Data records
# # # # #
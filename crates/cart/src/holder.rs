//! Session cart state.
//!
//! One [`CartHolder`] per session owns the current cart, a loading flag and
//! the drawer-open flag. Mutations go through the cart proxy and replace the
//! whole cart with the server's answer; failures are logged and leave the
//! state as it was.
//!
//! Operations are not serialized against each other. Concurrent calls race,
//! the last response to arrive wins, and the first call to finish clears the
//! loading flag. Locks are never held across a network call.

use std::sync::Arc;

use harbor_core::{Cart, CartId, CartLineId, VariantId};
use tokio::sync::RwLock;
use tracing::{debug, error, instrument, warn};

use crate::api::CartApi;
use crate::error::ClientResult;
use crate::store::CartIdStore;

/// Snapshot of a session's cart state.
#[derive(Debug, Clone, Default, PartialEq)]
pub struct CartState {
    pub cart: Option<Cart>,
    pub is_loading: bool,
    pub is_open: bool,
}

/// Client-side holder of the session's cart.
pub struct CartHolder<S> {
    api: CartApi,
    store: Arc<S>,
    state: Arc<RwLock<CartState>>,
}

impl<S> Clone for CartHolder<S> {
    fn clone(&self) -> Self {
        Self {
            api: self.api.clone(),
            store: Arc::clone(&self.store),
            state: Arc::clone(&self.state),
        }
    }
}

impl<S: CartIdStore> CartHolder<S> {
    #[must_use]
    pub fn new(api: CartApi, store: S) -> Self {
        Self {
            api,
            store: Arc::new(store),
            state: Arc::new(RwLock::new(CartState::default())),
        }
    }

    /// Copy of the current state.
    pub async fn state(&self) -> CartState {
        self.state.read().await.clone()
    }

    pub async fn cart(&self) -> Option<Cart> {
        self.state.read().await.cart.clone()
    }

    pub async fn open(&self) {
        self.state.write().await.is_open = true;
    }

    pub async fn close(&self) {
        self.state.write().await.is_open = false;
    }

    /// Restore the persisted cart, or create a new one.
    ///
    /// A stored ID that fails to load (transport error, non-2xx, or a cart
    /// the platform no longer has) falls through to creation. If creation
    /// fails too the holder stays without a cart.
    #[instrument(skip(self))]
    pub async fn init(&self) {
        let stored = match self.store.load() {
            Ok(id) => id,
            Err(e) => {
                warn!(error = %e, "Could not read stored cart ID");
                None
            }
        };

        if let Some(cart_id) = stored {
            match self.api.get(&cart_id).await {
                Ok(Some(cart)) => {
                    debug!(cart_id = %cart.id, "Restored stored cart");
                    self.state.write().await.cart = Some(cart);
                    return;
                }
                Ok(None) => debug!(cart_id = %cart_id, "Stored cart no longer exists"),
                Err(e) => warn!(cart_id = %cart_id, error = %e, "Failed to fetch stored cart"),
            }
        }

        match self.api.create().await {
            Ok(cart) => {
                if let Err(e) = self.store.save(&cart.id) {
                    warn!(error = %e, "Could not persist cart ID");
                }
                debug!(cart_id = %cart.id, "Created cart");
                self.state.write().await.cart = Some(cart);
            }
            Err(e) => error!(error = %e, "Failed to create cart"),
        }
    }

    /// Add `quantity` (default 1) of a variant and open the drawer.
    #[instrument(skip(self))]
    pub async fn add_item(&self, variant_id: VariantId, quantity: Option<u32>) {
        let quantity = quantity.unwrap_or(1);
        let api = &self.api;
        self.mutate("add", true, |cart_id| async move {
            api.add(&cart_id, &variant_id, quantity).await
        })
        .await;
    }

    /// Set a line's quantity; 0 removes it.
    #[instrument(skip(self))]
    pub async fn update_item(&self, line_id: CartLineId, quantity: u32) {
        let api = &self.api;
        self.mutate("update", false, |cart_id| async move {
            api.update(&cart_id, &line_id, quantity).await
        })
        .await;
    }

    #[instrument(skip(self))]
    pub async fn remove_item(&self, line_id: CartLineId) {
        let api = &self.api;
        self.mutate("remove", false, |cart_id| async move {
            api.remove(&cart_id, &line_id).await
        })
        .await;
    }

    async fn mutate<F, Fut>(&self, action: &'static str, open_on_success: bool, call: F)
    where
        F: FnOnce(CartId) -> Fut,
        Fut: Future<Output = ClientResult<Cart>>,
    {
        let cart_id = {
            let mut state = self.state.write().await;
            let Some(cart) = state.cart.as_ref() else {
                debug!(action, "No cart yet, ignoring");
                return;
            };
            let id = cart.id.clone();
            state.is_loading = true;
            id
        };

        let result = call(cart_id).await;

        let mut state = self.state.write().await;
        match result {
            Ok(cart) => {
                state.cart = Some(cart);
                if open_on_success {
                    state.is_open = true;
                }
            }
            Err(e) => error!(action, error = %e, "Cart update failed"),
        }
        state.is_loading = false;
    }
}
# # # # #
**YOUR TASK**
Copy each line above that has the word "quantity".

**EXERCISE OUTPUT**
    /// Add `quantity` (default 1) of a variant and open the drawer.
    pub async fn add_item(&self, variant_id: VariantId, quantity: Option<u32>) {
        let quantity = quantity.unwrap_or(1);
            api.add(&cart_id, &variant_id, quantity).await
    /// Set a line's quantity; 0 removes it.
    pub async fn update_item(&self, line_id: CartLineId, quantity: u32) {
            api.update(&cart_id, &line_id, quantity).await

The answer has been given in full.